EXERCISE INSTRUCTIONS:
From the entries that follow, copy each line in which "through" appears.

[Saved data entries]

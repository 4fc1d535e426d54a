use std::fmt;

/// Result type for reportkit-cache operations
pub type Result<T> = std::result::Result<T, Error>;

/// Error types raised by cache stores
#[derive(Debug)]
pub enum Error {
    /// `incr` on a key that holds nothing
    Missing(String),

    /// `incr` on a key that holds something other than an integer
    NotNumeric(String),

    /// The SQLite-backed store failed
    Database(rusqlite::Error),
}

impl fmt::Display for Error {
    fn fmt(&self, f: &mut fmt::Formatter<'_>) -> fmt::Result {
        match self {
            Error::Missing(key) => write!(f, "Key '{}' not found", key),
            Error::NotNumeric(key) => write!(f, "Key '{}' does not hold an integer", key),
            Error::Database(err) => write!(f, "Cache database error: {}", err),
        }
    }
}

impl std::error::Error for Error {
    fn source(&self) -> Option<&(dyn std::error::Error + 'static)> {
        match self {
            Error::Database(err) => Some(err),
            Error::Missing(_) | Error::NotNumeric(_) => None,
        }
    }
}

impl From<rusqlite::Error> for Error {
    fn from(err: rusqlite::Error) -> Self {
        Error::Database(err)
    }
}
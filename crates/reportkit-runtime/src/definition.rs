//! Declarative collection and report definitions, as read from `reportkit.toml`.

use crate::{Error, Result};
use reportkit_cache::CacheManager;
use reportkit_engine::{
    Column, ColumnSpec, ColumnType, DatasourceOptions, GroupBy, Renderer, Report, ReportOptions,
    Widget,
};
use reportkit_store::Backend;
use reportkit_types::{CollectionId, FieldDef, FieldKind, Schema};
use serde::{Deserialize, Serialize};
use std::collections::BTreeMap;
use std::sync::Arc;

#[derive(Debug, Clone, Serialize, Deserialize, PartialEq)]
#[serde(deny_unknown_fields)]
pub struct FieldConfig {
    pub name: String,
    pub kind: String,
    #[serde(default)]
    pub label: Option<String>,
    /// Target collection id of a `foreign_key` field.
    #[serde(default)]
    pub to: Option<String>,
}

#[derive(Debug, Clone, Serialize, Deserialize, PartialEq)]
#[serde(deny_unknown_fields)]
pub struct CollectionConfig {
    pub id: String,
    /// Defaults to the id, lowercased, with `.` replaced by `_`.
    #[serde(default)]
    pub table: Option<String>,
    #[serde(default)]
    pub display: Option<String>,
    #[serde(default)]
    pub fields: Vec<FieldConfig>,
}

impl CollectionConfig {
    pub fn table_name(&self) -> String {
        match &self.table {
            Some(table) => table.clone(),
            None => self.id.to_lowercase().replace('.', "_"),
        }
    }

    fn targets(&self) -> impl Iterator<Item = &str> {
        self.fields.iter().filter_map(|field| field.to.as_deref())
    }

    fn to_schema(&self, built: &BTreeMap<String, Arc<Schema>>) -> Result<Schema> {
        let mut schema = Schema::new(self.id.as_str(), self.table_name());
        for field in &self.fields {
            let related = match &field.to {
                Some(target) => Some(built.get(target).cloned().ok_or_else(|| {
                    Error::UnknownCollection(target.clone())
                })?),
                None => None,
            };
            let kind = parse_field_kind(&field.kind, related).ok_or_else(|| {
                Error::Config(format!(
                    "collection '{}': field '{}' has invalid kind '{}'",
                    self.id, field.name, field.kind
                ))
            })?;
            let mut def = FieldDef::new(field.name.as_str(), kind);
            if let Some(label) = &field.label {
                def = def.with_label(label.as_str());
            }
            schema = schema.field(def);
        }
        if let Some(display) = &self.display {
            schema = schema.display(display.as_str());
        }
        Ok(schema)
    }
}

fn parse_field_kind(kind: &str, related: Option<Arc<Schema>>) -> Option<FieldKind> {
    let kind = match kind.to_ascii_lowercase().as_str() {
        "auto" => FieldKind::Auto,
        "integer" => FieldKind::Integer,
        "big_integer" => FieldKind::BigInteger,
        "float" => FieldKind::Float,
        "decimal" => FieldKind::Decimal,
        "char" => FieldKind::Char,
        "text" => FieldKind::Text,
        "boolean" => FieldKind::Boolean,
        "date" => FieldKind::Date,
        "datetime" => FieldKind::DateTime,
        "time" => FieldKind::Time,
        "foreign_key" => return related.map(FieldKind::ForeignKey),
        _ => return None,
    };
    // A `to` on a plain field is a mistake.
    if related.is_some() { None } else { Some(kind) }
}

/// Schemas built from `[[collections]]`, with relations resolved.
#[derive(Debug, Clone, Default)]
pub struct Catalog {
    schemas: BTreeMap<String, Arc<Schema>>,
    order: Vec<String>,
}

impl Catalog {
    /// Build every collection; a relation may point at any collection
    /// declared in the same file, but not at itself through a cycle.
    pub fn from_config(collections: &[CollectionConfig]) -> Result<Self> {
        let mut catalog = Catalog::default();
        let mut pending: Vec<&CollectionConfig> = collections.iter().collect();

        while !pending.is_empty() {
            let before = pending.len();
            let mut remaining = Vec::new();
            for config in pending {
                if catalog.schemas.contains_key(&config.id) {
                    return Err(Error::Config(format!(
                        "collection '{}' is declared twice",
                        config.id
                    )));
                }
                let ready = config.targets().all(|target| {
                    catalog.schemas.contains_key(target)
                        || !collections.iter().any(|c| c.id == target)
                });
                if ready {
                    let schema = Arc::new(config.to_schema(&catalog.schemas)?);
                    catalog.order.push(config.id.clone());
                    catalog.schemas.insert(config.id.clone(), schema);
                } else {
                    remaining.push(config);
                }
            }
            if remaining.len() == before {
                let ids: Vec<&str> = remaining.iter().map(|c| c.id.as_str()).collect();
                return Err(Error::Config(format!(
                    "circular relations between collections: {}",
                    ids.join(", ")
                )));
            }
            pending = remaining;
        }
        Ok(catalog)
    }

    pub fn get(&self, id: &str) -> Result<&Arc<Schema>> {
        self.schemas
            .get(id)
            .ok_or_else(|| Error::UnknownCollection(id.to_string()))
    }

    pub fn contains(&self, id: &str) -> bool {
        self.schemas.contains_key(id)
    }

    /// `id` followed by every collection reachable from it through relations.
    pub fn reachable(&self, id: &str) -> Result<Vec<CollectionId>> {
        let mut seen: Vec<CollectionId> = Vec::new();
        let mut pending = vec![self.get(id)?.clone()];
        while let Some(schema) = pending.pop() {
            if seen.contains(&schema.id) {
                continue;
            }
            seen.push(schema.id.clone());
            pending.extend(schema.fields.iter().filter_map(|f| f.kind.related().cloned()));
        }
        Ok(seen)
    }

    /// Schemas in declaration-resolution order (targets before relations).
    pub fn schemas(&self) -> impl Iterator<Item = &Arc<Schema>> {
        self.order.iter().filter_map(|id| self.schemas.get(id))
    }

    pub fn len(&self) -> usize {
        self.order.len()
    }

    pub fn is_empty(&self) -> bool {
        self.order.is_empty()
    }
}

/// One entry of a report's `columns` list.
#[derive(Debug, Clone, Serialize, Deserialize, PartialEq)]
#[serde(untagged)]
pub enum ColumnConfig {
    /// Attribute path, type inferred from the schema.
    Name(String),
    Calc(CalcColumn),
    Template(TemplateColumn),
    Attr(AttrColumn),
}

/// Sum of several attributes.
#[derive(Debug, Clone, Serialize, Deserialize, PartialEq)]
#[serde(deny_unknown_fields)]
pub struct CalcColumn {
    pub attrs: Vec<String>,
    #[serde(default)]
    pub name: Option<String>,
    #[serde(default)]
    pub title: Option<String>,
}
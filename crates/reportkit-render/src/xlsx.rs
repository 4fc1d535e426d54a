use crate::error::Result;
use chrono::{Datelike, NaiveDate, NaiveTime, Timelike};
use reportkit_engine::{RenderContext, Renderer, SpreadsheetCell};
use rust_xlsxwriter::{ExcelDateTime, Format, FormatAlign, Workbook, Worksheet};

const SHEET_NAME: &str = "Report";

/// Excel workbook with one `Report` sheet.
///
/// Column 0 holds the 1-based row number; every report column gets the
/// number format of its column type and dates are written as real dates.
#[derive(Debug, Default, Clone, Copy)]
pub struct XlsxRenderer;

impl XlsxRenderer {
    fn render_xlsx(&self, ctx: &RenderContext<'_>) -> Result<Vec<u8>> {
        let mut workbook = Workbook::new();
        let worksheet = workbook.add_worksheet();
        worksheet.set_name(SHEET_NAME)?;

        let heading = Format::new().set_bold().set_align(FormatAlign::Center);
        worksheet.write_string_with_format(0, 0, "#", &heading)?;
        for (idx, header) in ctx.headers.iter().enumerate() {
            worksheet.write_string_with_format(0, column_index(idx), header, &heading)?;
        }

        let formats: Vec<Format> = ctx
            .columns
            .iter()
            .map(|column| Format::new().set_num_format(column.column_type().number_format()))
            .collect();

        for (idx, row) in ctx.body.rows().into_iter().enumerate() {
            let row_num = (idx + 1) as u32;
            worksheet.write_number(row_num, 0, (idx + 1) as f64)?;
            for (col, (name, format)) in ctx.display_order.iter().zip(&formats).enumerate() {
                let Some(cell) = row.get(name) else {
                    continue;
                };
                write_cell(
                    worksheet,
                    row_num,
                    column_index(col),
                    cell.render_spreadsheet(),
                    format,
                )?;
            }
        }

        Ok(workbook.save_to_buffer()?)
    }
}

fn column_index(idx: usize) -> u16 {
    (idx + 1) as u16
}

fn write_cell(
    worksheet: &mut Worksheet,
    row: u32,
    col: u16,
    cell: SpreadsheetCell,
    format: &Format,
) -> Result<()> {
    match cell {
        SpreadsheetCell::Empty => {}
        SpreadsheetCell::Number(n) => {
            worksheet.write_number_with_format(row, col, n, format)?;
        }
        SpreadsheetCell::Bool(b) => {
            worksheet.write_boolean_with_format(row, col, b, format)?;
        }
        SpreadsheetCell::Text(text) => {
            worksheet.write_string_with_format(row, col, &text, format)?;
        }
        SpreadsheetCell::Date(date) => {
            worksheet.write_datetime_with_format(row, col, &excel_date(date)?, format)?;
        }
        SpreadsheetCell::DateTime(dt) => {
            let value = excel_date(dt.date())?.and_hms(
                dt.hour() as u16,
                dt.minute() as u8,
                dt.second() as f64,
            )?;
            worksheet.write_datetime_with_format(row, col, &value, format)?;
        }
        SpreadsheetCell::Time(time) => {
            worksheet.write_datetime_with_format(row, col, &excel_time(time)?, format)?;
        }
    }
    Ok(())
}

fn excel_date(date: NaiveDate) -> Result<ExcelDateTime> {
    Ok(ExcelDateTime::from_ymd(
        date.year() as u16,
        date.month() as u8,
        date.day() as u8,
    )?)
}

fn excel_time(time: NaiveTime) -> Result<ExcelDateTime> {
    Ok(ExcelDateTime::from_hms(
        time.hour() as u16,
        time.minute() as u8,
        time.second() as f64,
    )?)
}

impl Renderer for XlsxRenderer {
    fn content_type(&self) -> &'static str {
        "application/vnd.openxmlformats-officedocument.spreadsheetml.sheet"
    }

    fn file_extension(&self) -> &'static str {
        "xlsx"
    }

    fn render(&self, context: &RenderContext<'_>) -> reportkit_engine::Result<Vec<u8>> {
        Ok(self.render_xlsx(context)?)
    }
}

SOLUTION BELOW:
    /// declared in the same file, but not at itself through a cycle.
    /// `id` followed by every collection reachable from it through relations.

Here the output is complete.